L’ensemble des œuvres d’Aude Anquetil est une somme d’indices constituant la trame de son texte/œuvre/travail, une intrigue à tiroirs où les choses s’enchâssent sans pour autant qu’il n’y ait d’histoire secondaire. Evidemment, on se fout de savoir si ce texte est « vrai », « réel » ou « fictif ». Mieux, comme pourrait le dire Aude : « Il n’y a rien de plus vrai qu’une fiction ». Rien de plus « vrai » qu’une panoplie de sensations, d’idées, d’expériences, de participations, d’apparitions et de caches, rien de plus vrai que la constitution d’un ensemble de poids, comme on pourrait le dire du poids d’un personnage autant que de la traction exercée par un corps, un régime de pesanteurs aussi variées qu’une gamme de parfums, d’épices, de sueurs, de miels, de pétrichor noyé d’aulx, de trames brouillées, d’envolées, qui au drame est ce que le grave est à l’intrigue, qui à la terre est ce que les larmes sont à la rosée.Un théâtre où plusieurs scènes se jouent en même temps.

Le goût pour l’essence est une des manifestations « plastiques » les plus évidentes dans l’œuvre d’Aude Anquetil, le résultat d’un travail de distillation, de recherches, d’ingrédients, d’images, de compositions, de gestes, d’habits qui organisent un travail où l’œuvre se confond dans l’auteure. Comme dirait Google : « L’essence désigne ce qui fait qu’une chose est ce qu’elle est, indépendamment de ce qui lui arrive sans modifier fondamentalement sa nature » ni, pourrait-on ajouter, la matérialisation de ses effets.

Le travail d’Aude est un texte et ce texte est celui d’un roman. Ce roman, toujours immature, toujours en en écriture, est de caractère épistolaire. Les œuvres qui en jaillissent sont généralement adressées.

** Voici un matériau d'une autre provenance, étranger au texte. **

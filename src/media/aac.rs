//! AAC AudioSpecificConfig parsing
//!
//! AAC over RTP uses the mpeg4-generic payload format, whose fmtp line
//! carries the AudioSpecificConfig as a hex string:
//!
//! ```text
//! a=fmtp:<pt> profile-level-id=1;mode=AAC-hbr;sizelength=13;indexlength=3;
//!             indexdeltalength=3;config=1190
//! ```

use std::fmt::Write as _;

use bytes::Bytes;

use crate::error::{MediaError, Result};

/// AudioSpecificConfig (codec global header)
#[derive(Debug, Clone)]
pub struct AudioSpecificConfig {
    /// Audio object type (profile)
    pub audio_object_type: u8,
    /// Sampling frequency index
    pub sampling_frequency_index: u8,
    /// Sampling frequency in Hz
    pub sampling_frequency: u32,
    /// Channel configuration (1=mono, 2=stereo, etc.)
    pub channel_configuration: u8,
    /// Raw config bytes
    pub raw: Bytes,
}

impl AudioSpecificConfig {
    /// Standard sampling frequencies by index
    const SAMPLING_FREQUENCIES: [u32; 16] = [
        96000, 88200, 64000, 48000, 44100, 32000, 24000, 22050, 16000, 12000, 11025, 8000, 7350, 0,
        0, 0,
    ];

    /// Parse from codec extradata
    pub fn parse(data: Bytes) -> Result<Self> {
        if data.len() < 2 {
            return Err(MediaError::InvalidAacConfig.into());
        }

        // audioObjectType: 5 bits
        // samplingFrequencyIndex: 4 bits
        // if (samplingFrequencyIndex == 0xf) samplingFrequency: 24 bits
        // channelConfiguration: 4 bits
        let b0 = data[0];
        let b1 = data[1];

        let audio_object_type = (b0 >> 3) & 0x1F;
        let sampling_frequency_index = ((b0 & 0x07) << 1) | ((b1 >> 7) & 0x01);

        let (sampling_frequency, channel_configuration) = if sampling_frequency_index == 0x0F {
            if data.len() < 5 {
                return Err(MediaError::InvalidAacConfig.into());
            }
            let f0 = (data[1] & 0x7F) as u32;
            let f1 = data[2] as u32;
            let f2 = data[3] as u32;
            let f3 = (data[4] >> 7) as u32;
            let frequency = (f0 << 17) | (f1 << 9) | (f2 << 1) | f3;
            (frequency, (data[4] >> 3) & 0x0F)
        } else {
            let frequency = Self::SAMPLING_FREQUENCIES[sampling_frequency_index as usize];
            if frequency == 0 {
                return Err(MediaError::InvalidAacConfig.into());
            }
            (frequency, (b1 >> 3) & 0x0F)
        };

        Ok(AudioSpecificConfig {
            audio_object_type,
            sampling_frequency_index,
            sampling_frequency,
            channel_configuration,
            raw: data,
        })
    }

    /// Get channel count
    pub fn channels(&self) -> u8 {
        match self.channel_configuration {
            1..=6 => self.channel_configuration,
            7 => 8, // 7.1
            _ => 0, // Defined in stream
        }
    }

    /// Raw config as lowercase hex
    pub fn config_hex(&self) -> String {
        let mut out = String::with_capacity(self.raw.len() * 2);
        for byte in self.raw.iter() {
            let _ = write!(out, "{:02x}", byte);
        }
        out
    }

    /// mpeg4-generic fmtp parameters
    pub fn fmtp(&self) -> String {
        format!(
            "profile-level-id=1;mode=AAC-hbr;sizelength=13;indexlength=3;indexdeltalength=3;config={}",
            self.config_hex()
        )
    }
}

J’ai choisi le gris parce que c’est la couleur de tes cheveux {note}1 est pour quelqu’un qui existe dans l’univers d’Aude Anquetil. Swan at East Coral Gable {note}2 est une des peintures abandonnées dans un motel lors d’un voyage en Floride et destinées au client inconnu qui va suivre. De la même manière que le restaurant A Casa Mia, rue de Flandres à Bruxelles, où Aude a travaillé comme serveuse, n’est plus la spaghetteria que nous connaissions mais le lieu d’une fiction {note}3, un lieu où il s’est passé quelque chose, quelque chose qui n’est pas directement palpable, qui dépasse de loin la qualité de ce qu’on y fait, de ce qu’on y sert, quelque chose qui sourd de tout l’espace, la sensation que là, quelque chose s’est produit.

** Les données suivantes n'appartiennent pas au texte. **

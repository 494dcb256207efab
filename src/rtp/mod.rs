//! RTP codec layer capability
//!
//! Packetization and depacketization are supplied by the caller. The
//! session hands each opened writer/reader a [`PacketTransport`] for its
//! track and only ever moves whole elementary-stream packets through it.

pub mod transport;

use std::sync::Arc;
use std::time::Duration;

use crate::error::Result;
use crate::media::{CodecId, Packet, StreamParams};
use crate::sdp::MediaDescription;

pub use transport::TrackTransport;

/// Largest RTP packet handed to the transport
pub const RTP_MAX_PACKET_SIZE: usize = 1280;

/// First dynamic RTP payload type
pub const DYNAMIC_PAYLOAD_TYPE_BASE: u8 = 96;

/// Payload type conventionally allocated to a stream at `index`.
///
/// Static types for G.711, dynamic types offset by stream index otherwise.
pub fn payload_type_for(codec: CodecId, index: usize) -> u8 {
    match codec {
        CodecId::PcmMulaw => 0,
        CodecId::PcmAlaw => 8,
        _ => DYNAMIC_PAYLOAD_TYPE_BASE.saturating_add(index.min(31) as u8),
    }
}

/// Message-oriented byte transport for one track
pub trait PacketTransport: Send + Sync {
    /// Receive one message into `buf`
    fn recv(&self, buf: &mut [u8]) -> Result<usize>;

    /// Send one message
    fn send(&self, buf: &[u8]) -> Result<usize>;

    /// Largest message this transport accepts
    fn max_packet_size(&self) -> usize {
        RTP_MAX_PACKET_SIZE
    }

    /// Timeout the underlying transport enforces per call
    fn rw_timeout(&self) -> Duration;
}

/// Packetizer for one outgoing stream
pub trait RtpWriter: Send {
    /// Payload type the writer stamps on outgoing packets
    fn payload_type(&self) -> u8;

    /// Synchronization source of outgoing packets
    fn ssrc(&self) -> u32;

    /// Packetize and send one elementary-stream packet
    fn write_packet(&mut self, packet: &Packet) -> Result<()>;
}

/// Depacketizer for one incoming stream
pub trait RtpReader: Send {
    /// Parameters of the stream being received
    fn params(&self) -> &StreamParams;

    /// Read the next elementary-stream packet; `Error::WouldBlock` when
    /// nothing is available yet
    fn read_packet(&mut self) -> Result<Packet>;
}

/// Factory for RTP writers and readers
pub trait RtpCodecLayer: Send + Sync {
    /// Open a packetizer for a caller stream
    fn open_writer(
        &self,
        params: &StreamParams,
        index: usize,
        transport: Arc<dyn PacketTransport>,
    ) -> Result<Box<dyn RtpWriter>>;

    /// Open a depacketizer for a negotiated media line
    fn open_reader(
        &self,
        media: &MediaDescription,
        transport: Arc<dyn PacketTransport>,
    ) -> Result<Box<dyn RtpReader>>;
}
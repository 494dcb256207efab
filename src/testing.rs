//! In-memory capabilities for tests
//!
//! - [`MemoryEngine`]: peer-connection engine with scripted state changes
//!   delivered from its own thread, track bookkeeping and leak counters
//! - [`ScriptedHttp`]: HTTP transport replaying queued responses
//! - [`MemoryRtp`]: RTP codec layer framing each packet as
//!   `[keyframe flag] ++ payload`

use std::collections::{BTreeMap, HashMap, VecDeque};
use std::sync::atomic::{AtomicBool, AtomicU32, AtomicUsize, Ordering};
use std::sync::{Arc, Mutex};
use std::time::Duration;

use async_trait::async_trait;
use bytes::Bytes;
use hyper::StatusCode;

use crate::engine::{
    Direction, EngineLogLevel, LogSink, PeerConnection, PeerConnectionEngine, RtcCodec,
    RtcConfiguration, SdpType, StateCallback, TrackId, TrackInit,
};
use crate::error::{EngineError, Error, Result, SignalingError};
use crate::media::{CodecId, MediaKind, Packet, StreamParams};
use crate::rtp::{payload_type_for, PacketTransport, RtpCodecLayer, RtpReader, RtpWriter};
use crate::sdp::MediaDescription;
use crate::session::state::ConnectionState;
use crate::session::Backend;
use crate::signaling::{HttpTransport, SignalingRequest, SignalingResponse};

/// Minimal answer accepted by [`MemoryEngine`] peers
pub const ANSWER_SDP: &str = "v=0\r\n\
o=- 1 1 IN IP4 127.0.0.1\r\n\
s=-\r\n\
t=0 0\r\n";

/// Delay between scripted state notifications
const SCRIPT_STEP: Duration = Duration::from_millis(2);

/// Install a test subscriber honouring `RUST_LOG`
pub fn init_tracing() {
    let _ = tracing_subscriber::fmt()
        .with_env_filter(tracing_subscriber::EnvFilter::from_default_env())
        .with_test_writer()
        .try_init();
}

/// Backend over in-memory capabilities
pub fn backend(engine: &MemoryEngine, http: &ScriptedHttp) -> Backend {
    backend_with_rtp(engine, http, &MemoryRtp::new())
}

pub fn backend_with_rtp(engine: &MemoryEngine, http: &ScriptedHttp, rtp: &MemoryRtp) -> Backend {
    init_tracing();
    Backend {
        engine: Arc::new(engine.clone()),
        http: Arc::new(http.clone()),
        rtp: Arc::new(rtp.clone()),
    }
}

/// Track as the engine saw it added
#[derive(Debug, Clone)]
pub struct TrackRecord {
    pub handle: TrackId,
    pub direction: Direction,
    pub codec: RtcCodec,
    pub payload_type: u8,
    pub ssrc: u32,
    pub mid: String,
    pub name: String,
    pub msid: String,
    pub track_id: String,
    pub profile: Option<String>,
}

impl TrackRecord {
    fn new(handle: TrackId, init: &TrackInit) -> Self {
        Self {
            handle,
            direction: init.direction,
            codec: init.codec,
            payload_type: init.payload_type,
            ssrc: init.ssrc,
            mid: init.mid.clone(),
            name: init.name.clone(),
            msid: init.msid.clone(),
            track_id: init.track_id.clone(),
            profile: init.profile.clone(),
        }
    }

    /// Media line the engine negotiates for this track
    fn describe(&self) -> MediaDescription {
        let codec = self.codec.codec_id();
        let channels = match codec.kind() {
            MediaKind::Audio if codec == CodecId::Opus => Some(2),
            MediaKind::Audio => Some(1),
            MediaKind::Video => None,
        };
        MediaDescription {
            kind: codec.kind(),
            port: 9,
            protocol: "UDP/TLS/RTP/SAVPF".to_owned(),
            payload_type: self.payload_type,
            codec,
            clock_rate: codec.clock_rate(48_000),
            channels,
            fmtp: self.profile.clone(),
            mid: Some(self.mid.clone()),
            direction: Some(self.direction),
        }
    }
}

#[derive(Default)]
struct EngineShared {
    next_track: AtomicU32,
    tracks_added: AtomicUsize,
    peers_created: AtomicUsize,
    refuse_peers: AtomicBool,
    refuse_tracks_after: Mutex<Option<usize>>,
    script: Mutex<Vec<ConnectionState>>,
    /// Answered codec, payload type and fmtp per mid
    answers: Mutex<HashMap<String, (RtcCodec, u8, Option<String>)>>,
    logger_installs: AtomicUsize,
}

/// In-memory peer-connection engine
#[derive(Clone, Default)]
pub struct MemoryEngine {
    shared: Arc<EngineShared>,
    peers: Arc<Mutex<Vec<Arc<MemoryPeer>>>>,
}

impl MemoryEngine {
    pub fn new() -> Self {
        Self::default()
    }

    /// States delivered, from another thread, once a remote answer is applied
    pub fn script_states(&self, states: &[ConnectionState]) {
        *self.shared.script.lock().unwrap() = states.to_vec();
    }

    /// Answer the track with `mid` using another codec and payload type
    /// than the one it was offered with
    pub fn answer_track(&self, mid: &str, codec: RtcCodec, payload_type: u8, fmtp: Option<&str>) {
        self.shared.answers.lock().unwrap().insert(
            mid.to_owned(),
            (codec, payload_type, fmtp.map(str::to_owned)),
        );
    }

    /// Times `set_logger` was called on this engine
    pub fn logger_installs(&self) -> usize {
        self.shared.logger_installs.load(Ordering::SeqCst)
    }

    pub fn refuse_peer_connections(&self) {
        self.shared.refuse_peers.store(true, Ordering::SeqCst);
    }

    /// Refuse every track added after the first `n`
    pub fn refuse_tracks_after(&self, n: usize) {
        *self.shared.refuse_tracks_after.lock().unwrap() = Some(n);
    }

    /// Deliver a state change to the most recent peer connection
    pub fn notify(&self, state: ConnectionState) {
        if let Some(peer) = self.latest() {
            peer.notify(state);
        }
    }

    pub fn peers_created(&self) -> usize {
        self.shared.peers_created.load(Ordering::SeqCst)
    }

    /// Peer connections not yet closed
    pub fn live_peers(&self) -> usize {
        self.peers
            .lock()
            .unwrap()
            .iter()
            .filter(|p| !p.closed.load(Ordering::SeqCst))
            .count()
    }

    /// Tracks not yet deleted, across every peer connection
    pub fn live_tracks(&self) -> usize {
        self.peers
            .lock()
            .unwrap()
            .iter()
            .map(|p| p.tracks.lock().unwrap().len())
            .sum()
    }

    /// Live tracks of the most recent peer connection, in add order
    pub fn tracks(&self) -> Vec<TrackRecord> {
        self.latest()
            .map(|p| p.tracks.lock().unwrap().values().cloned().collect())
            .unwrap_or_default()
    }

    /// Queue an incoming message on a track
    pub fn push_incoming(&self, track: TrackId, data: &[u8]) {
        for peer in self.peers.lock().unwrap().iter() {
            if peer.tracks.lock().unwrap().contains_key(&track.get()) {
                peer.incoming
                    .lock()
                    .unwrap()
                    .entry(track.get())
                    .or_default()
                    .push_back(data.to_vec());
            }
        }
    }

    /// Messages sent on a track
    pub fn sent(&self, track: TrackId) -> Vec<Vec<u8>> {
        self.peers
            .lock()
            .unwrap()
            .iter()
            .flat_map(|p| p.sent.lock().unwrap().clone())
            .filter(|(t, _)| *t == track)
            .map(|(_, data)| data)
            .collect()
    }

    /// Messages sent on any track
    pub fn sent_all(&self) -> Vec<Vec<u8>> {
        self.peers
            .lock()
            .unwrap()
            .iter()
            .flat_map(|p| p.sent.lock().unwrap().clone())
            .map(|(_, data)| data)
            .collect()
    }

    fn latest(&self) -> Option<Arc<MemoryPeer>> {
        self.peers.lock().unwrap().last().cloned()
    }
}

Ce travail est monstrueusement séduisant, nous séduit comme un monstre pourrait nous séduire, aiguisé, vicieux et naïf, aussi plein, juste et authentique que fragile, fantastique, tenant du prodige, aussi beau, délicat, lumineux que pétri de brume, de complexes et de nœuds, testant sa propre capacité à nous faire sentir, à nous faire suer. Et cette sueur, qui est la réclame de son travail, est autant celle de l’excitation que du labeur, celle du chaud que celle de la peur. Parce que Aude ne présente pas son travail comme seul spectacle, parce que les éléments qui ont été mis en place ces six ou sept dernières années ne sont pas qu’un éventail de situations, d’éléments référant à {note}4, mais le lieu d’une adresse qui attend une putain de réponse.

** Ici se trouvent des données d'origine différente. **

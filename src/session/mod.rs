//! Session state shared by the WHIP and WHEP roles
//!
//! - [`state`]: connection state mirror and the bounded connect wait
//! - [`track`]: index-stable track list and ordered release
//! - [`context`]: peer connection, tracks and signaling composed together

pub mod context;
pub mod state;
pub mod track;

pub use context::{Backend, SessionContext, TRACK_NAME};
pub use state::{ConnectionState, SharedState};
pub use track::{CodecSession, Track, TrackRegistry};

Le menu du restaurant où maintenant nous sommes seuls comprend des choses telles que poil, fraise, ongles, vapeurs. Et en dessert vous aviez pris quoi ? Il y a des choses qui ne sont pas sur la carte. C’est ça que l’artiste nous dit : « Il y a des choses qui ne sont pas sur la carte ».

1Peinture cathartique, huile sur toile, huile sur carton, chaine dorée, 2 doigts, 100x40 cm

2Curtains at Key Lantern ou Swan at East Coral Gable, par exemple, sont des huiles de petits formats abandonnées sur les tables de chevets de motels étasuniens en 2017 dont aujourd’hui il ne reste, comme récit, que la trace photographique.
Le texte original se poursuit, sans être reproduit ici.